------ Source information ------

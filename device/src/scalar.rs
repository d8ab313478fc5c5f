use std::ops::{Index, IndexMut};

/// Four-component scalar value.
///
/// Single values are stored in the first component; `Scalar::all` broadcasts.
#[derive(Debug, Clone, Copy, PartialEq, Default)]
pub struct Scalar(pub [f64; 4]);

impl Scalar {
    pub const fn new(v0: f64, v1: f64, v2: f64, v3: f64) -> Self {
        Self([v0, v1, v2, v3])
    }

    /// Same value in every component.
    pub const fn all(v: f64) -> Self {
        Self([v; 4])
    }

    pub const fn as_array(&self) -> &[f64; 4] {
        &self.0
    }

    pub fn iter(&self) -> impl Iterator<Item = f64> + '_ {
        self.0.iter().copied()
    }

    /// Apply `f` to every component.
    pub fn map(self, f: impl FnMut(f64) -> f64) -> Self {
        Self(self.0.map(f))
    }
}

impl From<f64> for Scalar {
    fn from(v: f64) -> Self {
        Self([v, 0.0, 0.0, 0.0])
    }
}

impl From<[f64; 4]> for Scalar {
    fn from(values: [f64; 4]) -> Self {
        Self(values)
    }
}

impl Index<usize> for Scalar {
    type Output = f64;

    fn index(&self, index: usize) -> &f64 {
        &self.0[index]
    }
}

impl IndexMut<usize> for Scalar {
    fn index_mut(&mut self, index: usize) -> &mut f64 {
        &mut self.0[index]
    }
}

------

* _Work request_: Repeat word for word the lines running from the line containing "pub struct Scalar(pub [f64; 4]);" to the end of the entries above, inclusive.

* _Output of the task_:
pub struct Scalar(pub [f64; 4]);

impl Scalar {
    pub const fn new(v0: f64, v1: f64, v2: f64, v3: f64) -> Self {
        Self([v0, v1, v2, v3])
    }

    /// Same value in every component.
    pub const fn all(v: f64) -> Self {
        Self([v; 4])
    }

    pub const fn as_array(&self) -> &[f64; 4] {
        &self.0
    }

    pub fn iter(&self) -> impl Iterator<Item = f64> + '_ {
        self.0.iter().copied()
    }

    /// Apply `f` to every component.
    pub fn map(self, f: impl FnMut(f64) -> f64) -> Self {
        Self(self.0.map(f))
    }
}

impl From<f64> for Scalar {
    fn from(v: f64) -> Self {
        Self([v, 0.0, 0.0, 0.0])
    }
}

impl From<[f64; 4]> for Scalar {
    fn from(values: [f64; 4]) -> Self {
        Self(values)
    }
}

impl Index<usize> for Scalar {
    type Output = f64;

    fn index(&self, index: usize) -> &f64 {
        &self.0[index]
    }
}

impl IndexMut<usize> for Scalar {
    fn index_mut(&mut self, index: usize) -> &mut f64 {
        &mut self.0[index]
    }
}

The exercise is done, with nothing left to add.